One of the sad consequences of the institutionalisation of campus safety related anxieties is that instead of realising its stated objectives it enhances a climate of insecurity. What began as a relatively confined focus on the emotional wellbeing of students is now framed in official accounts as a mental health epidemic. Reports compete with one another in their accounts of the gloomy conditions in colleges and universities. If all these reports were to be believed than racism is getting worse and misogyny is far more rife than previously suspected. Bullying and harassment is on the increase. With everything getting worse and very little getting better, it is not surprising that there is a constant demand for new measures designed to regulate and micro-manage life on campuses.
Sadly, a climate of fear is inhospitable to the cultivation of academic relationships and the pursuit of intellectual inquiry. Sometimes we unwittingly internalise a language that negates the very essence of academic inquiry. Take the growing stigma attached to the term ‘controversial speaker’. Once upon a time, controversy and debate was perceived as foundational to the workings of an academic community. In the current era many university administrators fear controversy to the point that they have designed policies to risk manage and sometimes ban controversial speakers altogether. Universities used to embrace the controversial speaker. Today, they are regarded as a risk that is best managed out of existence. The title of a Xavier University publication – ‘Controversial Speakers and Events: Strategies For Risk Management’ - is paradigmatic in this respect.

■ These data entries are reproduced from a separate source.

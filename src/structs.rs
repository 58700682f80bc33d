use crate::error::{BenchError, Result};
use chrono::NaiveDate;
use log::{Log, Metadata, Record};
use std::collections::BTreeMap;
use std::time::Duration;

/// Simple logger implementation
pub struct SimpleLogger;

impl Log for SimpleLogger {
    fn enabled(&self, metadata: &Metadata) -> bool {
        metadata.level() <= log::max_level()
    }

    fn log(&self, record: &Record) {
        if self.enabled(record.metadata()) {
            println!("[{}] {}", record.level(), record.args());
        }
    }

    fn flush(&self) {}
}

/// A named geographic location queried by the experiment.
#[derive(Debug, Clone, PartialEq)]
pub struct Point {
    pub name: String,
    pub latitude: f64,
    pub longitude: f64,
}

impl Point {
    pub fn new(name: impl Into<String>, latitude: f64, longitude: f64) -> Self {
        Self {
            name: name.into(),
            latitude,
            longitude,
        }
    }
}

/// Temperature statistics for one calendar date.
#[derive(Debug, Clone, PartialEq)]
pub struct DailyStats {
    pub date: NaiveDate,
    pub min: f64,
    pub max: f64,
    pub mean: f64,
    pub count: u32,
}

/// Outcome of fetching and aggregating one point in one repetition.
///
/// An empty `daily` map means the point was reached but produced no usable
/// series (non-200 reply or no `hourly` object).
#[derive(Debug, Clone, PartialEq)]
pub struct PointResult {
    pub point: String,
    pub daily: BTreeMap<NaiveDate, DailyStats>,
}

impl PointResult {
    pub fn empty(point: impl Into<String>) -> Self {
        Self {
            point: point.into(),
            daily: BTreeMap::new(),
        }
    }
}

/// Configuration for the benchmark
#[derive(Debug, Clone)]
pub struct ExperimentConfig {
    pub threads: Vec<usize>,
    pub repetitions: usize,
    pub timeout: Duration,
    pub base_url: String,
}

pub const DEFAULT_BASE_URL: &str = "https://api.open-meteo.com/v1/forecast";

impl Default for ExperimentConfig {
    fn default() -> Self {
        Self {
            threads: vec![1, 3, 9, 27],
            repetitions: 10,
            timeout: Duration::from_secs(60 * 60),
            base_url: DEFAULT_BASE_URL.to_string(),
        }
    }
}

impl ExperimentConfig {
    /// Rejects worker counts and repetition counts that cannot run.
    pub fn validate(&self) -> Result<()> {
        if self.threads.is_empty() {
            return Err(BenchError::InvalidArgument(
                "at least one thread count is required".to_string(),
            ));
        }
        if self.threads.contains(&0) {
            return Err(BenchError::InvalidArgument(
                "thread count must be positive".to_string(),
            ));
        }
        if self.repetitions == 0 {
            return Err(BenchError::InvalidArgument(
                "repetitions must be positive".to_string(),
            ));
        }
        Ok(())
    }
}
use crate::error::{BenchError, Result};

/// Splits `items` into contiguous groups of at most `ceil(len / n)` elements.
///
/// Order is preserved and no group is empty, so fewer than `n` groups come
/// back when there are fewer items than workers. An empty input yields no
/// groups.
///
/// # Errors
/// Returns `BenchError::InvalidArgument` when `n` is zero.
pub fn partition<T>(items: &[T], n: usize) -> Result<Vec<&[T]>> {
    if n == 0 {
        return Err(BenchError::InvalidArgument(
            "partition count must be positive".to_string(),
        ));
    }
    if items.is_empty() {
        return Ok(Vec::new());
    }

    let chunk_size = items.len().div_ceil(n);
    Ok(items.chunks(chunk_size).collect())
}
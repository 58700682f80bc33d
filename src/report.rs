use crate::runner::ExperimentSummary;
use crate::structs::PointResult;
use std::fmt::Write;

/// Renders one point's daily table, dates ascending, values to two decimals.
pub fn format_point(result: &PointResult) -> String {
    let mut out = format!("City: {}\n", result.point);
    for stats in result.daily.values() {
        // writing to a String cannot fail
        let _ = writeln!(
            out,
            "Date: {} - Min: {:.2}, Max: {:.2}, Mean: {:.2}",
            stats.date, stats.min, stats.max, stats.mean
        );
    }
    out
}

pub fn print_results(results: &[PointResult]) {
    for result in results {
        print!("{}", format_point(result));
    }
}

fn threads_label(threads: usize) -> String {
    match threads {
        1 => "no threads".to_string(),
        n => format!("{n} threads"),
    }
}

/// Headline line for a configuration.
pub fn format_summary(summary: &ExperimentSummary) -> String {
    let label = threads_label(summary.threads);
    let mut line = match summary.mean_secs() {
        Some(mean) => format!("Mean time ({label}): {mean:.3} seconds"),
        None => format!("Mean time ({label}): n/a, no repetition completed"),
    };
    if summary.failed > 0 {
        let _ = write!(line, " ({} repetition(s) timed out)", summary.failed);
    }
    line
}
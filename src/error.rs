use std::time::Duration;

#[derive(Debug, thiserror::Error)]
pub enum BenchError {
    #[error("I/O Error: {0}")]
    Io(#[from] std::io::Error),
    #[error("Transport Error: {0}")]
    Transport(Box<ureq::Transport>),
    #[error("Request for {point} failed with status {code}")]
    Status { point: String, code: u16 },
    #[error("JSON Error: {0}")]
    Json(#[from] serde_json::Error),
    #[error("Field '{field}' not found for {point}")]
    MissingField { point: String, field: &'static str },
    #[error("Malformed response: {0}")]
    MalformedResponse(String),
    #[error("Repetition did not finish within {0:?}")]
    PoolTimeout(Duration),
    #[error("Thread pool Error: {0}")]
    ThreadPool(#[from] rayon::ThreadPoolBuildError),
    #[error("Invalid argument: {0}")]
    InvalidArgument(String),
}

impl From<ureq::Transport> for BenchError {
    fn from(err: ureq::Transport) -> Self {
        BenchError::Transport(Box::new(err))
    }
}

pub type Result<T> = std::result::Result<T, BenchError>;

Suspicion towards external controversial speakers is paralleled by a climate of mistrust that prevails within many campuses. Arguably the most regrettable feature of the campus culture of fear is the toll it takes on human relations and the quality of our interactions. People watch their words and many academic colleagues tell me that they now self-censor. Safety concerns extend into the conduct of human relationships: academics are warned that it is unsafe to shut their office door when they talk to a student. And as relations between academics and students become less spontaneous and more formal, it alters its character. The psychic distancing of members of the academic community from one another is the unacceptable price we pay for our obsession with campus safety. Not only is open and free discussion the cornerstone of academic debate, but this climate of suspicion silences ideas before they have a chance to be aired. To thrive, the academic community needs to be just that: a community. Without the freedom to question, the suffocation of intellectual life is inevitable.